Gloomy

December 12, 2010

Today I feel a little gloomy. My dad is about to leave for a week on a business trip, I feel overwhelmed with my applications, and there’s so much to be done around the house. Then this evening I received a call from my cousin Andy telling me that my other cousin Ben had been severely beaten. They think he’s going to be okay and he’s showing promising signs of recovery. At times like these it’s hard to count your blessings and be thankful for what you have instead of being angry.

At least maybe for me it is.

December

December 9, 2010

It’s December and I can’t believe it. 2010 was a great year for me, and a tinge of sadness overcomes me because I don’t want all the goodness to be over. Of course, this fear is irrational. There’s no telling what 2011 will bring. I just make sure to say my prayers everyday and thank God for what I have.

I’ve taken the GRE, and I’m so happy it’s out of the way. I was very happy with my score, and now the grueling application process begins…

Mike left today from his 8-day visit. I’m not that sad because I’ll be seeing him for New Year’s, and then hopefully in February for his birthday. I really enjoyed him being here.

Next year is going to bring many changes, and I hope they’re all good and reap good things. I could use only good things for a while…

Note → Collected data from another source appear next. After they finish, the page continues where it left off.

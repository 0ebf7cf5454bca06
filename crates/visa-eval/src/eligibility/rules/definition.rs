use std::fmt;
use std::sync::atomic::{AtomicI64, AtomicU64, Ordering};
use std::sync::Arc;

use chrono::{DateTime, Utc};
use serde::{Deserialize, Serialize};

use super::super::context::EvaluationContext;
use super::super::domain::Issue;
use super::super::error::{ConfigurationError, RuleExecutionError};

/// Rule groups, each normalized to its own 0-100 score.
#[derive(Debug, Clone, Copy, PartialEq, Eq, PartialOrd, Ord, Hash, Serialize, Deserialize)]
#[serde(rename_all = "camelCase")]
pub enum RuleCategory {
    Eligibility,
    Qualification,
    DocumentCompleteness,
    RiskAssessment,
}

impl RuleCategory {
    pub const ALL: [RuleCategory; 4] = [
        RuleCategory::Eligibility,
        RuleCategory::Qualification,
        RuleCategory::DocumentCompleteness,
        RuleCategory::RiskAssessment,
    ];

    pub const fn id(self) -> &'static str {
        match self {
            RuleCategory::Eligibility => "eligibility",
            RuleCategory::Qualification => "qualification",
            RuleCategory::DocumentCompleteness => "documentCompleteness",
            RuleCategory::RiskAssessment => "riskAssessment",
        }
    }
}

impl fmt::Display for RuleCategory {
    fn fmt(&self, f: &mut fmt::Formatter<'_>) -> fmt::Result {
        f.write_str(self.id())
    }
}

pub type RuleCondition = Arc<dyn for<'a> Fn(&EvaluationContext<'a>) -> bool + Send + Sync>;
pub type RuleAction = Arc<
    dyn for<'a> Fn(&EvaluationContext<'a>) -> Result<RuleOutcome, RuleExecutionError>
        + Send
        + Sync,
>;

/// Partial result returned by a rule action. `score` is clamped to `[0, 100]` by the engine.
#[derive(Debug, Clone, Default, PartialEq, Serialize, Deserialize)]
#[serde(rename_all = "camelCase")]
pub struct RuleOutcome {
    pub score: f64,
    pub issues: Vec<Issue>,
    pub strengths: Vec<String>,
    pub recommendations: Vec<String>,
}

impl RuleOutcome {
    pub fn scored(score: f64) -> Self {
        Self {
            score,
            ..Self::default()
        }
    }

    pub fn with_issue(mut self, issue: Issue) -> Self {
        self.issues.push(issue);
        self
    }

    pub fn with_strength(mut self, strength: impl Into<String>) -> Self {
        self.strengths.push(strength.into());
        self
    }

    pub fn with_recommendation(mut self, recommendation: impl Into<String>) -> Self {
        self.recommendations.push(recommendation.into());
        self
    }
}

/// Execution counters shared across snapshot swaps of the same rule id.
#[derive(Debug, Default)]
pub struct RuleStats {
    executions: AtomicU64,
    last_run_millis: AtomicI64,
}

impl RuleStats {
    pub(crate) fn record(&self, at: DateTime<Utc>) {
        self.executions.fetch_add(1, Ordering::Relaxed);
        self.last_run_millis
            .fetch_max(at.timestamp_millis(), Ordering::Relaxed);
    }

    pub fn executions(&self) -> u64 {
        self.executions.load(Ordering::Relaxed)
    }

    pub fn last_run(&self) -> Option<DateTime<Utc>> {
        match self.last_run_millis.load(Ordering::Relaxed) {
            0 => None,
            millis => DateTime::<Utc>::from_timestamp_millis(millis),
        }
    }
}

/// Registered rule. Immutable once built apart from its shared statistics.
#[derive(Clone)]
pub struct Rule {
    pub(crate) id: String,
    pub(crate) name: String,
    pub(crate) category: RuleCategory,
    pub(crate) priority: i32,
    pub(crate) weight: f64,
    pub(crate) enabled: bool,
    pub(crate) condition: RuleCondition,
    pub(crate) action: RuleAction,
    pub(crate) stats: Arc<RuleStats>,
}

impl Rule {
    pub fn builder(id: impl Into<String>) -> RuleBuilder {
        RuleBuilder::new(id)
    }

    pub fn id(&self) -> &str {
        &self.id
    }

    pub fn name(&self) -> &str {
        &self.name
    }

    pub fn category(&self) -> RuleCategory {
        self.category
    }

    pub fn priority(&self) -> i32 {
        self.priority
    }

    pub fn weight(&self) -> f64 {
        self.weight
    }

    pub fn enabled(&self) -> bool {
        self.enabled
    }

    pub fn stats(&self) -> &RuleStats {
        &self.stats
    }

    pub(crate) fn with_enabled(&self, enabled: bool) -> Self {
        let mut rule = self.clone();
        rule.enabled = enabled;
        rule
    }
}

impl fmt::Debug for Rule {
    fn fmt(&self, f: &mut fmt::Formatter<'_>) -> fmt::Result {
        f.debug_struct("Rule")
            .field("id", &self.id)
            .field("category", &self.category)
            .field("priority", &self.priority)
            .field("weight", &self.weight)
            .field("enabled", &self.enabled)
            .field("executions", &self.stats.executions())
            .finish()
    }
}

pub struct RuleBuilder {
    id: String,
    name: Option<String>,
    category: Option<RuleCategory>,
    priority: i32,
    weight: f64,
    enabled: bool,
    condition: Option<RuleCondition>,
    action: Option<RuleAction>,
}

impl RuleBuilder {
    pub fn new(id: impl Into<String>) -> Self {
        Self {
            id: id.into(),
            name: None,
            category: None,
            priority: 0,
            weight: 1.0,
            enabled: true,
            condition: None,
            action: None,
        }
    }

    pub fn name(mut self, name: impl Into<String>) -> Self {
        self.name = Some(name.into());
        self
    }

    pub fn category(mut self, category: RuleCategory) -> Self {
        self.category = Some(category);
        self
    }

    pub fn maybe_category(mut self, category: Option<RuleCategory>) -> Self {
        self.category = category;
        self
    }

    pub fn priority(mut self, priority: i32) -> Self {
        self.priority = priority;
        self
    }

    pub fn weight(mut self, weight: f64) -> Self {
        self.weight = weight;
        self
    }

    pub fn enabled(mut self, enabled: bool) -> Self {
        self.enabled = enabled;
        self
    }

    pub fn condition<F>(mut self, condition: F) -> Self
    where
        F: for<'a> Fn(&EvaluationContext<'a>) -> bool + Send + Sync + 'static,
    {
        self.condition = Some(Arc::new(condition));
        self
    }

    pub fn action<F>(mut self, action: F) -> Self
    where
        F: for<'a> Fn(&EvaluationContext<'a>) -> Result<RuleOutcome, RuleExecutionError>
            + Send
            + Sync
            + 'static,
    {
        self.action = Some(Arc::new(action));
        self
    }

    pub fn build(self) -> Result<Rule, ConfigurationError> {
        let id = self.id.trim().to_string();
        if id.is_empty() {
            return Err(ConfigurationError::IncompleteRule {
                rule_id: self.id,
                field: "id",
            });
        }
        let category = self.category.ok_or_else(|| ConfigurationError::IncompleteRule {
            rule_id: id.clone(),
            field: "category",
        })?;
        let condition = self
            .condition
            .ok_or_else(|| ConfigurationError::IncompleteRule {
                rule_id: id.clone(),
                field: "condition",
            })?;
        let action = self.action.ok_or_else(|| ConfigurationError::IncompleteRule {
            rule_id: id.clone(),
            field: "action",
        })?;
        if !self.weight.is_finite() || self.weight <= 0.0 {
            return Err(ConfigurationError::InvalidWeight {
                rule_id: id,
                weight: self.weight,
            });
        }

        Ok(Rule {
            name: self.name.unwrap_or_else(|| id.clone()),
            id,
            category,
            priority: self.priority,
            weight: self.weight,
            enabled: self.enabled,
            condition,
            action,
            stats: Arc::new(RuleStats::default()),
        })
    }
}

/// Diagnostic record of one rule that fired inside a category.
#[derive(Debug, Clone, PartialEq, Serialize, Deserialize)]
#[serde(rename_all = "camelCase")]
pub struct AppliedRule {
    pub rule_id: String,
    pub name: String,
    pub priority: i32,
    pub weight: f64,
    pub score: f64,
    pub contribution: f64,
}

#[derive(Debug, Clone, PartialEq, Serialize, Deserialize)]
#[serde(rename_all = "camelCase")]
pub struct CategoryResult {
    pub category: RuleCategory,
    pub score: u8,
    /// Set when no rule applied; the score is then 0 by construction.
    pub flagged_empty: bool,
    pub applied: Vec<AppliedRule>,
    pub issues: Vec<Issue>,
    pub strengths: Vec<String>,
    pub recommendations: Vec<String>,
}

#[derive(Debug, Clone, PartialEq, Eq, Serialize, Deserialize)]
#[serde(rename_all = "camelCase")]
pub struct RuleStatistics {
    pub id: String,
    pub category: RuleCategory,
    pub enabled: bool,
    pub executions: u64,
    pub last_run: Option<DateTime<Utc>>,
}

Tonight I talked to Christyna for about an hour, then watched “Underworld” with my dad. All day today I’d been working on my applications, and then I decided to wash my little Lulu because she was way overdue. I washed Daisy yesterday, so it was only right that I wash Luna today.

The weather is starting to cool to the point of where I make sure that I put Kitty in the garage at night. It feels nice and crisp outside.

I’m going to do my best to make the next month as stress-free as possible as I apply to these grad programs. Wish me luck! :)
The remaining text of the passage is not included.